Ce qui est souvent source de confusion, c'est que les autres pays de l'espace Schengen continuent d'appliquer la règle des 90/180, quel que soit votre visa dans votre pays d'accueil. En pratique, cela signifie que votre temps est partagé entre deux systèmes fonctionnant en parallèle. Il est utile de se représenter cela comme deux guichets distincts fonctionnant en même temps, chacun avec ses propres limites.

Là où les travailleurs à distance se trompent encore

Il y a encore quelques années, les travailleurs à distance pouvaient s'en tirer avec de petites erreurs, mais aujourd'hui, les systèmes sont numériques et les contrôles sont plus cohérents. Il est donc important de comprendre les règles.

Un malentendu courant consiste à croire que le fait de quitter l'espace Schengen réinitialise les jours de travail. Ce n'est pas le cas, et les jours précédents continuent de compter jusqu'à ce qu'ils sortent de la fenêtre des 180 jours.

Une autre idée fausse est que chaque pays fournit sa propre allocation de 90 jours, alors qu'en réalité, il s'agit d'un pool commun à tous les pays de l'espace Schengen. Les systèmes numériques d'aujourd'hui comptent les jours exacts, y compris les jours d'arrivée et de départ, et tout est désormais suivi automatiquement.

Le passage au contrôle numérique des frontières

Le système d'entrée/sortie de l'UE (EES) est en cours de déploiement, remplaçant les tampons des passeports par des enregistrements numériques. En pratique, cela signifie que les entrées et les sorties sont enregistrées électroniquement, que les jours restants sont calculés automatiquement et que les dépassements de durée de séjour sont immédiatement signalés.

Le non-respect des règles peut avoir des conséquences telles que le refus d'entrée lors d'une prochaine visite, des complications liées aux visas et même des interdictions temporaires dans certains pays.

Voyager en dehors de l'espace Schengen

Certains pays situés en dehors de l'espace Schengen, comme la Turquie, l'Albanie et le Monténégro, ne sont pas pris en compte dans la limite des 90 jours. C'est pourquoi certains travailleurs à distance alternent les lieux de travail, passant deux ou trois mois dans un pays de l'espace Schengen, puis quelques mois à l'extérieur, avant de revenir. Il s'agit d'une stratégie parfaitement valable, mais qui doit faire l'objet d'un suivi attentif.

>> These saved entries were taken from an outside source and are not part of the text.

use std::collections::{HashMap, HashSet};
use std::sync::Arc;
use tokio::sync::RwLock;

use anyhow::{anyhow, Result};
use chrono::Utc;

use crate::model::{
    Attribute, AttributeDefinition, AttributeId, AttributeUpdate, ExistingOption, OptionId,
};
use crate::store::traits::AttributeStore;

/// One stored option row, swatch values included.
#[derive(Debug, Clone, PartialEq)]
pub struct StoredOption {
    pub id: OptionId,
    pub value: String,
    pub position: usize,
    pub visual_swatch: Option<String>,
    pub text_swatch: Option<String>,
}

#[derive(Debug, Default)]
struct State {
    attributes: HashMap<(String, String), Attribute>,
    options: HashMap<AttributeId, Vec<StoredOption>>,
    vanished: HashSet<(String, String)>,
    next_attribute_id: AttributeId,
    next_option_id: OptionId,
    add_attribute_calls: u64,
    save_attribute_calls: u64,
}

/// In-memory `AttributeStore` for development and tests. Tracks how many
/// mutating calls it has served so tests can assert idempotence, and can be
/// told to report an attribute as absent to exercise the
/// vanished-after-create path.
#[derive(Debug, Default)]
pub struct MemoryStore {
    state: Arc<RwLock<State>>,
}

impl MemoryStore {
    pub fn new() -> Self {
        Self::default()
    }

    /// Make `get_attribute` report this attribute as absent from now on,
    /// while the underlying rows stay in place.
    pub async fn vanish_attribute(&self, entity_type: &str, code: &str) {
        let mut state = self.state.write().await;
        state
            .vanished
            .insert((entity_type.to_string(), code.to_string()));
    }

    /// Number of mutating store calls served so far.
    pub async fn mutation_count(&self) -> u64 {
        let state = self.state.read().await;
        state.add_attribute_calls + state.save_attribute_calls
    }

    /// Stored attribute metadata, bypassing the vanish knob.
    pub async fn stored_attribute(&self, entity_type: &str, code: &str) -> Option<Attribute> {
        let state = self.state.read().await;
        state
            .attributes
            .get(&(entity_type.to_string(), code.to_string()))
            .cloned()
    }

    /// Stored option rows in position order.
    pub async fn stored_options(&self, attribute_id: AttributeId) -> Vec<StoredOption> {
        let state = self.state.read().await;
        state.options.get(&attribute_id).cloned().unwrap_or_default()
    }
}

#[async_trait::async_trait]
impl AttributeStore for MemoryStore {
    async fn get_attribute(&self, entity_type: &str, code: &str) -> Result<Option<Attribute>> {
        let state = self.state.read().await;
        let key = (entity_type.to_string(), code.to_string());
        if state.vanished.contains(&key) {
            return Ok(None);
        }
        Ok(state.attributes.get(&key).cloned())
    }

    async fn add_attribute(
        &self,
        entity_type: &str,
        code: &str,
        definition: &AttributeDefinition,
    ) -> Result<()> {
        let mut state = self.state.write().await;
        state.add_attribute_calls += 1;

        let key = (entity_type.to_string(), code.to_string());
        let now = Utc::now();

        let candidate_id = state.next_attribute_id + 1;
        let mut created = false;
        let attribute = state.attributes.entry(key).or_insert_with(|| {
            created = true;
            Attribute {
                id: candidate_id,
                entity_type: entity_type.to_string(),
                code: code.to_string(),
                frontend_label: definition.frontend_label.clone(),
                frontend_input: definition.frontend_input,
                swatch_input_type: None,
                is_required: definition.is_required,
                is_user_defined: definition.is_user_defined,
                is_searchable: definition.is_searchable,
                is_filterable: definition.is_filterable,
                is_comparable: definition.is_comparable,
                visible_in_advanced_search: definition.visible_in_advanced_search,
                apply_to: definition.apply_to.clone(),
                is_used_in_grid: definition.is_used_in_grid,
                is_visible_in_grid: definition.is_visible_in_grid,
                update_product_preview_image: false,
                use_product_image_for_swatch: false,
                created_at: now,
                updated_at: now,
            }
        });

        // Metadata updates apply on the existing-attribute path too.
        attribute.frontend_label = definition.frontend_label.clone();
        attribute.is_required = definition.is_required;
        attribute.is_user_defined = definition.is_user_defined;
        attribute.is_searchable = definition.is_searchable;
        attribute.is_filterable = definition.is_filterable;
        attribute.is_comparable = definition.is_comparable;
        attribute.visible_in_advanced_search = definition.visible_in_advanced_search;
        attribute.apply_to = definition.apply_to.clone();
        attribute.is_used_in_grid = definition.is_used_in_grid;
        attribute.is_visible_in_grid = definition.is_visible_in_grid;
        attribute.updated_at = now;
        let attribute_id = attribute.id;

        if created {
            state.next_attribute_id = candidate_id;
        }

        // Append the definition's option values after any existing options.
        let mut next_option_id = state.next_option_id;
        let rows = state.options.entry(attribute_id).or_default();
        let mut position = rows.iter().map(|o| o.position + 1).max().unwrap_or(0);
        for value in &definition.option_values {
            next_option_id += 1;
            rows.push(StoredOption {
                id: next_option_id,
                value: value.clone(),
                position,
                visual_swatch: None,
                text_swatch: None,
            });
            position += 1;
        }
        state.next_option_id = next_option_id;

        Ok(())
    }

    async fn load_options(&self, attribute_id: AttributeId) -> Result<Vec<ExistingOption>> {
        let state = self.state.read().await;
        let mut rows = state.options.get(&attribute_id).cloned().unwrap_or_default();
        rows.sort_by_key(|o| o.position);
        Ok(rows
            .into_iter()
            .map(|o| ExistingOption {
                id: o.id,
                value: o.value,
            })
            .collect())
    }

    async fn save_attribute(&self, attribute: &Attribute, update: &AttributeUpdate) -> Result<()> {
        let mut state = self.state.write().await;
        state.save_attribute_calls += 1;

        let key = (attribute.entity_type.clone(), attribute.code.clone());
        let now = Utc::now();
        {
            let stored = state
                .attributes
                .get_mut(&key)
                .ok_or_else(|| anyhow!("attribute {} not found on save", attribute.code))?;
            stored.frontend_input = update.frontend_input;
            stored.swatch_input_type = Some(update.swatch_input_type);
            stored.update_product_preview_image = update.update_product_preview_image;
            stored.use_product_image_for_swatch = update.use_product_image_for_swatch;
            stored.updated_at = now;
        }

        let rows = state.options.entry(attribute.id).or_default();
        rows.retain(|row| {
            update
                .options
                .marked_for_deletion
                .get(&row.id)
                .map(|marker| marker.is_empty())
                .unwrap_or(true)
        });
        for row in rows.iter_mut() {
            if let Some(values) = update.options.values.get(&row.id) {
                if let Some(value) = values.first() {
                    row.value = value.clone();
                }
            }
            if let Some(order) = update.options.order.get(&row.id) {
                if let Ok(position) = order.parse::<usize>() {
                    row.position = position;
                }
            }
            if let Some(swatch) = update.options.visual_swatches.get(&row.id) {
                row.visual_swatch = Some(swatch.clone());
            }
            if let Some(swatch) = update.options.text_swatches.get(&row.id) {
                row.text_swatch = swatch.first().cloned();
            }
        }
        rows.sort_by_key(|o| o.position);

        Ok(())
    }

    async fn clear_cache(&self) -> Result<()> {
        // Nothing cached; state reads are always fresh.
        Ok(())
    }
}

Les visas pour nomades numériques ne remplacent pas la règle des 90/180 et ne doivent pas être confondus avec la libre circulation en Europe.

Planifier son séjour en Europe

Si vous envisagez de travailler à distance en Europe, il existe deux approches principales. La première consiste à travailler sans visa, en restant jusqu'à 90 jours avant de quitter l'espace Schengen. La seconde consiste à obtenir un visa de nomade numérique, à s'installer dans un pays et à voyager dans l'espace Schengen tout en comptabilisant les jours passés en dehors du pays d'accueil.

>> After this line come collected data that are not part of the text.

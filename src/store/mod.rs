pub mod attribute_cache;
pub mod memory;
pub mod postgres;
pub mod traits;

pub use attribute_cache::*;
pub use memory::*;
pub use postgres::*;
pub use traits::*;
use serde::{Deserialize, Serialize};
use std::collections::HashMap;

/// Attribute code, unique per entity type (e.g. "color", "size").
pub type AttributeCode = String;

/// Store-assigned attribute identifier.
pub type AttributeId = i64;

/// Store-assigned option identifier.
pub type OptionId = i64;

/// Option display value -> swatch value, built fresh per attribute from its
/// spec. Resolution is by display value, so values are assumed unique within
/// one attribute.
pub type SwatchMap = HashMap<String, String>;

/// The catalog product entity type all seeded attributes belong to.
pub const CATALOG_PRODUCT_ENTITY: &str = "catalog_product";

#[derive(Debug, Clone, Copy, PartialEq, Eq, Serialize, Deserialize)]
#[serde(rename_all = "lowercase")]
pub enum ProductType {
    Simple,
    Virtual,
}

impl ProductType {
    pub fn as_str(&self) -> &'static str {
        match self {
            ProductType::Simple => "simple",
            ProductType::Virtual => "virtual",
        }
    }
}

/// Join product types into the comma-separated `apply_to` form the store
/// persists.
pub fn apply_to_string(types: &[ProductType]) -> String {
    types
        .iter()
        .map(|t| t.as_str())
        .collect::<Vec<_>>()
        .join(",")
}
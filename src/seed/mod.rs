pub mod attributes;
pub mod fixtures;

pub use attributes::*;
pub use fixtures::*;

En 2026, l'obtention d'un visa de nomade numérique est l'option préférée de nombreux travailleurs à distance de longue durée, car elle offre une plus grande stabilité et une plus grande flexibilité.

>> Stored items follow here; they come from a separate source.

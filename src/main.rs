use eav_sampledata::config::AppConfig;
use eav_sampledata::seed::{self, AttributeSeeder};
use eav_sampledata::store::PostgresEavStore;
use std::path::Path;

#[tokio::main]
async fn main() -> anyhow::Result<()> {
    // Load environment variables from .env file if it exists
    dotenvy::dotenv().ok();

    // Initialize logging with explicit filter to suppress sqlx debug logs
    use env_logger::Builder;
    use log::LevelFilter;

    Builder::new()
        .filter_level(LevelFilter::Info)
        .filter_module("sqlx", LevelFilter::Warn)
        .init();

    println!("EAV sample data: attribute seeder");

    // Load configuration
    let config = AppConfig::load()?;
    println!(
        "Configuration loaded: data_dir={}, on_missing_attribute={:?}",
        config.seeding.data_dir, config.seeding.on_missing_attribute
    );

    println!("Connecting to PostgreSQL...");
    let database_url = config.database_url()?;
    let store = PostgresEavStore::new(&database_url).await?;

    println!("Running database migrations...");
    store.migrate().await?;

    let specs = seed::load_attribute_specs(Path::new(&config.seeding.data_dir))?;
    println!("Loaded {} attribute spec(s)", specs.len());

    let seeder = AttributeSeeder::new(config.seeding.on_missing_attribute);
    let summary = seeder.seed(&store, &specs).await?;

    println!(
        "Seeding finished: {} seeded, {} already up to date, {} missing after add",
        summary.seeded, summary.up_to_date, summary.missing
    );

    Ok(())
}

L'Europe est toujours un endroit où il est relativement facile de déménager, mais en 2026, cette liberté s'accompagne de limites plus claires. Les règles n'ont pas changé, mais leur application a changé, avec la mise en œuvre complète du système numérique EES. Que vous utilisiez ou non un visa de nomade numérique, il est désormais essentiel de comprendre comment votre temps est comptabilisé pour faire fonctionner cette liberté dans la pratique.